Sono genitori distrutti da vessazioni quotidiane e sottoposti a maltrattamenti, violenze fisiche e ricatti , quelli che, disperati, si rivolgono ad un avvocato per cercare aiuto. Questo accade, spesso, dopo aver verificato i limiti di un sistema socio sanitario che funziona solo se il tossicodipendente maggiorenne presta il consenso alle cure proposte e se affronta fino in fondo il percorso comunitario di disintossicazione e riabilitazione. Si arriva così a sporgere denuncia / querela contro il proprio figlio tossicodipendente per i reati che sta commettendo o ha commesso e a sperare che l’esperienza carceraria che egli affronterà, prevista in questi casi anche a titolo di misura a cautelare, lo aiuti a prendere finalmente la decisione di curarsi.

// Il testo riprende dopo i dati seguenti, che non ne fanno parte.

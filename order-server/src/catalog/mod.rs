//! Catalogue browse path and cart service
//!
//! The high-volume read path flows
//! `ExistenceFilter → ResultCache → CatalogStore → ResultCache`:
//! a probabilistic filter rejects keys that can never resolve before
//! they reach the store (cache-penetration defense), and a TTL cache
//! absorbs repeat queries for the keys that can.

pub mod cache;
pub mod cart;
pub mod filter;
pub mod reader;

pub use cache::ResultCache;
pub use cart::CartService;
pub use filter::{ExistenceFilter, seed_existence_filter};
pub use reader::CatalogReader;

La legge 69/2019, comunemente detta codice rosso, è un nuovo strumento in grado di aiutare questi genitori, in quanto prevede che vengano adottati celermente provvedimenti di protezione delle vittime anche per il reato di maltrattamenti in famiglia ( oltre che per lo stalking o violenza sessuale ). Ovviamente nella flagranza del reato si procede all’arresto, negli altri casi la polizia giudiziaria, una volta acquisita la notizia di reato e ricevuta la denuncia, deve riferire immediatamente al pubblico ministero, anche in forma orale e il pubblico ministero deve assumere informazioni dalla persona offesa o da chi ha denunciato i fatti di reato entro tre giorni dall’iscrizione della notizia di reato, monitorando così la situazione, tramite la P.G.

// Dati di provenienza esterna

//! Order domain types
//!
//! The order row, its detail rows, shopping-cart rows and the two
//! lifecycle enums. Status is a total order encoded as an integer rank;
//! all transition rules live in the server's lifecycle module, these
//! types only expose the rank and the derived predicates.

use rust_decimal::Decimal;
use serde::{Deserialize, Serialize};

/// Cancel reason written by the user-cancellation path.
pub const CANCEL_REASON_USER: &str = "user cancelled";

/// Cancel reason written by the payment-timeout sweep.
pub const CANCEL_REASON_PAYMENT_TIMEOUT: &str = "payment timeout, auto-cancelled";

// =============================================================================
// Lifecycle enums
// =============================================================================

/// Order status.
///
/// `PendingPayment → ToBeConfirmed → Confirmed → DeliveryInProgress →
/// Completed`, with `Cancelled` reachable from ranks 1-4.
#[derive(Debug, Clone, Copy, Serialize, Deserialize, PartialEq, Eq, Hash)]
#[serde(rename_all = "SCREAMING_SNAKE_CASE")]
pub enum OrderStatus {
    PendingPayment,
    ToBeConfirmed,
    Confirmed,
    DeliveryInProgress,
    Completed,
    Cancelled,
}

impl OrderStatus {
    /// Integer rank of the status. Ranks only ever increase over an
    /// order's lifetime, except for the single allowed drop to
    /// `Cancelled` from ranks 1-4.
    pub fn rank(&self) -> u8 {
        match self {
            OrderStatus::PendingPayment => 1,
            OrderStatus::ToBeConfirmed => 2,
            OrderStatus::Confirmed => 3,
            OrderStatus::DeliveryInProgress => 4,
            OrderStatus::Completed => 5,
            OrderStatus::Cancelled => 6,
        }
    }

    /// A user may cancel only while the merchant has not accepted
    /// the order (rank <= 2).
    pub fn is_cancellable(&self) -> bool {
        self.rank() <= 2
    }

    /// Completed and cancelled orders are immutable.
    pub fn is_terminal(&self) -> bool {
        matches!(self, OrderStatus::Completed | OrderStatus::Cancelled)
    }
}

impl std::fmt::Display for OrderStatus {
    fn fmt(&self, f: &mut std::fmt::Formatter<'_>) -> std::fmt::Result {
        let s = match self {
            OrderStatus::PendingPayment => "PENDING_PAYMENT",
            OrderStatus::ToBeConfirmed => "TO_BE_CONFIRMED",
            OrderStatus::Confirmed => "CONFIRMED",
            OrderStatus::DeliveryInProgress => "DELIVERY_IN_PROGRESS",
            OrderStatus::Completed => "COMPLETED",
            OrderStatus::Cancelled => "CANCELLED",
        };
        write!(f, "{}", s)
    }
}

/// Payment status, independent of [`OrderStatus`] but evolving
/// monotonically alongside it: `Unpaid → Paid → Refunded`.
#[derive(Debug, Clone, Copy, Serialize, Deserialize, PartialEq, Eq)]
#[serde(rename_all = "SCREAMING_SNAKE_CASE")]
pub enum PayStatus {
    Unpaid,
    Paid,
    Refunded,
}

// =============================================================================
// Order (row)
// =============================================================================

/// An order row.
///
/// Address and contact fields are snapshots copied from the address
/// book at submission time; later address-book edits never affect an
/// existing order. Each timestamp is set exactly once on its own
/// transition. `version` is the optimistic-concurrency stamp checked by
/// the store on every whole-row update.
#[derive(Debug, Clone, Serialize, Deserialize)]
pub struct Order {
    pub id: i64,
    /// Business key, globally unique, monotonic timestamp derived.
    pub number: String,
    pub user_id: i64,
    pub address_book_id: i64,
    pub status: OrderStatus,
    pub pay_status: PayStatus,
    pub amount: Decimal,
    // Address snapshot
    pub consignee: String,
    pub phone: String,
    pub address: String,
    // Timestamps (unix millis), each set exactly once
    pub order_time: i64,
    pub checkout_time: Option<i64>,
    pub cancel_time: Option<i64>,
    pub delivery_time: Option<i64>,
    // Cancellation bookkeeping
    pub cancel_reason: Option<String>,
    pub rejection_reason: Option<String>,
    /// Optimistic-concurrency stamp, owned by the store.
    pub version: u64,
}

// =============================================================================
// Order detail (child rows)
// =============================================================================

/// A detail row of an order, created once at submission from the cart
/// snapshot and immutable afterwards. Lifetime is tied to the parent.
#[derive(Debug, Clone, Serialize, Deserialize)]
pub struct OrderItem {
    pub id: i64,
    pub order_id: i64,
    pub name: String,
    pub image: Option<String>,
    pub dish_id: Option<i64>,
    pub setmeal_id: Option<i64>,
    pub dish_flavor: Option<String>,
    pub quantity: i32,
    /// Unit amount at submission time.
    pub amount: Decimal,
}

impl OrderItem {
    /// Materialize a detail row from a cart row at submission time.
    pub fn from_cart(cart: &CartItem, order_id: i64) -> Self {
        Self {
            id: 0, // assigned by the store
            order_id,
            name: cart.name.clone(),
            image: cart.image.clone(),
            dish_id: cart.dish_id,
            setmeal_id: cart.setmeal_id,
            dish_flavor: cart.dish_flavor.clone(),
            quantity: cart.quantity,
            amount: cart.amount,
        }
    }
}

// =============================================================================
// Shopping cart
// =============================================================================

/// The (dish-or-setmeal, flavor) coordinate of a cart row.
#[derive(Debug, Clone, Default, Serialize, Deserialize, PartialEq, Eq)]
pub struct CartSelection {
    pub dish_id: Option<i64>,
    pub setmeal_id: Option<i64>,
    pub dish_flavor: Option<String>,
}

/// A per-user shopping-cart row.
#[derive(Debug, Clone, Serialize, Deserialize)]
pub struct CartItem {
    pub id: i64,
    pub user_id: i64,
    pub name: String,
    pub image: Option<String>,
    pub dish_id: Option<i64>,
    pub setmeal_id: Option<i64>,
    pub dish_flavor: Option<String>,
    pub quantity: i32,
    /// Unit amount.
    pub amount: Decimal,
    pub create_time: i64,
}

impl CartItem {
    pub fn selection(&self) -> CartSelection {
        CartSelection {
            dish_id: self.dish_id,
            setmeal_id: self.setmeal_id,
            dish_flavor: self.dish_flavor.clone(),
        }
    }

    /// Copy-construct a cart row from an order detail, dropping the
    /// original row identity and stamping a fresh creation time.
    pub fn from_order_item(item: &OrderItem, user_id: i64, now: i64) -> Self {
        Self {
            id: 0, // assigned by the store
            user_id,
            name: item.name.clone(),
            image: item.image.clone(),
            dish_id: item.dish_id,
            setmeal_id: item.setmeal_id,
            dish_flavor: item.dish_flavor.clone(),
            quantity: item.quantity,
            amount: item.amount,
            create_time: now,
        }
    }
}

// =============================================================================
// Address book
// =============================================================================

/// An address-book row, resolved at submission and copied into the
/// order as an immutable snapshot.
#[derive(Debug, Clone, Serialize, Deserialize)]
pub struct AddressEntry {
    pub id: i64,
    pub user_id: i64,
    pub consignee: String,
    pub phone: String,
    /// Full structured address handed to route planning.
    pub detail: String,
}

#[cfg(test)]
mod tests {
    use super::*;

    #[test]
    fn test_rank_total_order() {
        let ordered = [
            OrderStatus::PendingPayment,
            OrderStatus::ToBeConfirmed,
            OrderStatus::Confirmed,
            OrderStatus::DeliveryInProgress,
            OrderStatus::Completed,
            OrderStatus::Cancelled,
        ];
        for pair in ordered.windows(2) {
            assert!(pair[0].rank() < pair[1].rank());
        }
    }

    #[test]
    fn test_cancellable_is_rank_at_most_two() {
        assert!(OrderStatus::PendingPayment.is_cancellable());
        assert!(OrderStatus::ToBeConfirmed.is_cancellable());
        assert!(!OrderStatus::Confirmed.is_cancellable());
        assert!(!OrderStatus::DeliveryInProgress.is_cancellable());
        assert!(!OrderStatus::Completed.is_cancellable());
        assert!(!OrderStatus::Cancelled.is_cancellable());
    }

    #[test]
    fn test_terminal_states() {
        assert!(OrderStatus::Completed.is_terminal());
        assert!(OrderStatus::Cancelled.is_terminal());
        assert!(!OrderStatus::DeliveryInProgress.is_terminal());
    }

    #[test]
    fn test_status_serializes_screaming_snake_case() {
        let json = serde_json::to_string(&OrderStatus::DeliveryInProgress).unwrap();
        assert_eq!(json, "\"DELIVERY_IN_PROGRESS\"");
    }

    #[test]
    fn test_cart_item_from_order_item_drops_identity() {
        let item = OrderItem {
            id: 42,
            order_id: 7,
            name: "Kung Pao Chicken".to_string(),
            image: None,
            dish_id: Some(3),
            setmeal_id: None,
            dish_flavor: Some("extra hot".to_string()),
            quantity: 2,
            amount: Decimal::new(1280, 2),
        };

        let cart = CartItem::from_order_item(&item, 99, 1_700_000_000_000);
        assert_eq!(cart.id, 0);
        assert_eq!(cart.user_id, 99);
        assert_eq!(cart.quantity, 2);
        assert_eq!(cart.dish_flavor.as_deref(), Some("extra hot"));
        assert_eq!(cart.create_time, 1_700_000_000_000);
    }
}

La parte offesa , anche tramite l’avvocato, può chiedere l’applicazione delle misure cautelari previste, tra le quali c’è l’allontanamento dalla casa familiare del tossicodipendente violento e il divieto di avvicinamento ai luoghi frequentati dalla persona offesa, la cui osservanza viene monitorata anche applicandogli dispositivi , quali il braccialetto elettronico. La violazione di tale misura costituisce un autonomo reato, che prevede la pena della reclusione da 6 mesi a 3 anni in carcere.

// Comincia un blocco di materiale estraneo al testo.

//! In-memory reference store.
//!
//! One `RwLock` over the whole dataset gives every multi-row write
//! (submission, cart clearing) transactional behavior for free: a
//! write guard is held for the full mutation, so partial application
//! is never observable. Row versions implement the optimistic
//! whole-row update discipline.

use std::collections::{BTreeMap, HashMap};
use std::sync::atomic::{AtomicI64, Ordering};

use async_trait::async_trait;
use parking_lot::RwLock;
use shared::catalog::{Category, Dish, DishFlavor, DishView, Setmeal};
use shared::order::{AddressEntry, CartItem, CartSelection, Order, OrderItem, OrderStatus};

use super::{
    AddressBookStore, CartStore, CatalogStore, OrderStore, StoreError, StoreResult,
};

#[derive(Default)]
struct Inner {
    orders: HashMap<i64, Order>,
    /// Business key -> row id.
    numbers: HashMap<String, i64>,
    items: HashMap<i64, Vec<OrderItem>>,
    carts: HashMap<i64, Vec<CartItem>>,
    addresses: HashMap<i64, AddressEntry>,
    categories: BTreeMap<i64, Category>,
    dishes: HashMap<i64, Dish>,
    flavors: HashMap<i64, Vec<DishFlavor>>,
    setmeals: HashMap<i64, Setmeal>,
}

pub struct MemoryStore {
    inner: RwLock<Inner>,
    next_id: AtomicI64,
}

impl MemoryStore {
    pub fn new() -> Self {
        Self {
            inner: RwLock::new(Inner::default()),
            next_id: AtomicI64::new(1),
        }
    }

    fn alloc_id(&self) -> i64 {
        self.next_id.fetch_add(1, Ordering::Relaxed)
    }

    // =========================================================================
    // Seeding (startup / tests)
    // =========================================================================

    pub fn seed_address(&self, entry: AddressEntry) {
        self.inner.write().addresses.insert(entry.id, entry);
    }

    pub fn seed_category(&self, category: Category) {
        self.inner.write().categories.insert(category.id, category);
    }

    pub fn seed_dish(&self, dish: Dish, flavors: Vec<DishFlavor>) {
        let mut inner = self.inner.write();
        inner.flavors.insert(dish.id, flavors);
        inner.dishes.insert(dish.id, dish);
    }

    pub fn seed_setmeal(&self, setmeal: Setmeal) {
        self.inner.write().setmeals.insert(setmeal.id, setmeal);
    }
}

impl Default for MemoryStore {
    fn default() -> Self {
        Self::new()
    }
}

#[async_trait]
impl OrderStore for MemoryStore {
    async fn submit(&self, mut order: Order, items: Vec<OrderItem>) -> StoreResult<Order> {
        let mut inner = self.inner.write();

        // Validate before any mutation so a failure leaves no trace.
        if inner.numbers.contains_key(&order.number) {
            return Err(StoreError::Duplicate(format!(
                "order number {}",
                order.number
            )));
        }

        order.id = self.alloc_id();
        order.version = 0;

        let items: Vec<OrderItem> = items
            .into_iter()
            .map(|mut item| {
                item.id = self.alloc_id();
                item.order_id = order.id;
                item
            })
            .collect();

        inner.numbers.insert(order.number.clone(), order.id);
        inner.items.insert(order.id, items);
        inner.carts.remove(&order.user_id);
        inner.orders.insert(order.id, order.clone());

        Ok(order)
    }

    async fn get(&self, id: i64) -> StoreResult<Option<Order>> {
        Ok(self.inner.read().orders.get(&id).cloned())
    }

    async fn get_by_number(&self, number: &str) -> StoreResult<Option<Order>> {
        let inner = self.inner.read();
        Ok(inner
            .numbers
            .get(number)
            .and_then(|id| inner.orders.get(id))
            .cloned())
    }

    async fn update(&self, order: &Order) -> StoreResult<Order> {
        let mut inner = self.inner.write();
        let stored = inner
            .orders
            .get_mut(&order.id)
            .ok_or_else(|| StoreError::NotFound(format!("order {}", order.id)))?;

        if stored.version != order.version {
            return Err(StoreError::VersionConflict(format!(
                "order {} (stored v{}, caller v{})",
                order.id, stored.version, order.version
            )));
        }

        let mut next = order.clone();
        next.version += 1;
        *stored = next.clone();
        Ok(next)
    }

    async fn query_by_status_and_time_before(
        &self,
        status: OrderStatus,
        cutoff: i64,
    ) -> StoreResult<Vec<Order>> {
        Ok(self
            .inner
            .read()
            .orders
            .values()
            .filter(|o| o.status == status && o.order_time < cutoff)
            .cloned()
            .collect())
    }

    async fn items_of(&self, order_id: i64) -> StoreResult<Vec<OrderItem>> {
        Ok(self
            .inner
            .read()
            .items
            .get(&order_id)
            .cloned()
            .unwrap_or_default())
    }

    async fn count_by_status(&self, status: OrderStatus) -> StoreResult<u64> {
        Ok(self
            .inner
            .read()
            .orders
            .values()
            .filter(|o| o.status == status)
            .count() as u64)
    }
}

#[async_trait]
impl CartStore for MemoryStore {
    async fn list_by_user(&self, user_id: i64) -> StoreResult<Vec<CartItem>> {
        Ok(self
            .inner
            .read()
            .carts
            .get(&user_id)
            .cloned()
            .unwrap_or_default())
    }

    async fn find(
        &self,
        user_id: i64,
        selection: &CartSelection,
    ) -> StoreResult<Option<CartItem>> {
        Ok(self
            .inner
            .read()
            .carts
            .get(&user_id)
            .and_then(|rows| rows.iter().find(|r| r.selection() == *selection))
            .cloned())
    }

    async fn insert(&self, mut item: CartItem) -> StoreResult<CartItem> {
        item.id = self.alloc_id();
        self.inner
            .write()
            .carts
            .entry(item.user_id)
            .or_default()
            .push(item.clone());
        Ok(item)
    }

    async fn insert_batch(&self, items: Vec<CartItem>) -> StoreResult<()> {
        let mut inner = self.inner.write();
        for mut item in items {
            item.id = self.alloc_id();
            inner.carts.entry(item.user_id).or_default().push(item);
        }
        Ok(())
    }

    async fn update(&self, item: &CartItem) -> StoreResult<()> {
        let mut inner = self.inner.write();
        let rows = inner
            .carts
            .get_mut(&item.user_id)
            .ok_or_else(|| StoreError::NotFound(format!("cart of user {}", item.user_id)))?;
        let row = rows
            .iter_mut()
            .find(|r| r.id == item.id)
            .ok_or_else(|| StoreError::NotFound(format!("cart row {}", item.id)))?;
        *row = item.clone();
        Ok(())
    }

    async fn delete(&self, user_id: i64, id: i64) -> StoreResult<()> {
        let mut inner = self.inner.write();
        let rows = inner
            .carts
            .get_mut(&user_id)
            .ok_or_else(|| StoreError::NotFound(format!("cart of user {}", user_id)))?;
        let before = rows.len();
        rows.retain(|r| r.id != id);
        if rows.len() == before {
            return Err(StoreError::NotFound(format!("cart row {}", id)));
        }
        Ok(())
    }

    async fn delete_by_user(&self, user_id: i64) -> StoreResult<()> {
        self.inner.write().carts.remove(&user_id);
        Ok(())
    }
}

#[async_trait]
impl AddressBookStore for MemoryStore {
    async fn get(&self, id: i64) -> StoreResult<Option<AddressEntry>> {
        Ok(self.inner.read().addresses.get(&id).cloned())
    }
}

#[async_trait]
impl CatalogStore for MemoryStore {
    async fn category_ids(&self) -> StoreResult<Vec<i64>> {
        Ok(self.inner.read().categories.keys().copied().collect())
    }

    async fn dishes_by_category(&self, category_id: i64) -> StoreResult<Vec<DishView>> {
        let inner = self.inner.read();
        let mut views: Vec<DishView> = inner
            .dishes
            .values()
            .filter(|d| d.category_id == category_id && d.enabled)
            .map(|d| DishView {
                dish: d.clone(),
                flavors: inner.flavors.get(&d.id).cloned().unwrap_or_default(),
            })
            .collect();
        views.sort_by_key(|v| v.dish.id);
        Ok(views)
    }

    async fn setmeals_by_category(&self, category_id: i64) -> StoreResult<Vec<Setmeal>> {
        let mut rows: Vec<Setmeal> = self
            .inner
            .read()
            .setmeals
            .values()
            .filter(|s| s.category_id == category_id && s.enabled)
            .cloned()
            .collect();
        rows.sort_by_key(|s| s.id);
        Ok(rows)
    }

    async fn dish(&self, id: i64) -> StoreResult<Option<Dish>> {
        Ok(self.inner.read().dishes.get(&id).cloned())
    }

    async fn setmeal(&self, id: i64) -> StoreResult<Option<Setmeal>> {
        Ok(self.inner.read().setmeals.get(&id).cloned())
    }
}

Per il reato di maltrattamenti in famiglia è prevista la pena della reclusione da un minimo di 3 a un massimo di 7 anni e si può presentare denuncia querela nel termine di 12 mesi dai fatti. La reclusione in carcere in esecuzione della pena definitiva , ma anche l’arresto in sede di misura cautelare, possono essere tramutati in arresti domiciliari in un luogo di cura, nello specifico una comunità dalla quale il tossicodipendente non potrà allontanarsi per la durata della pena.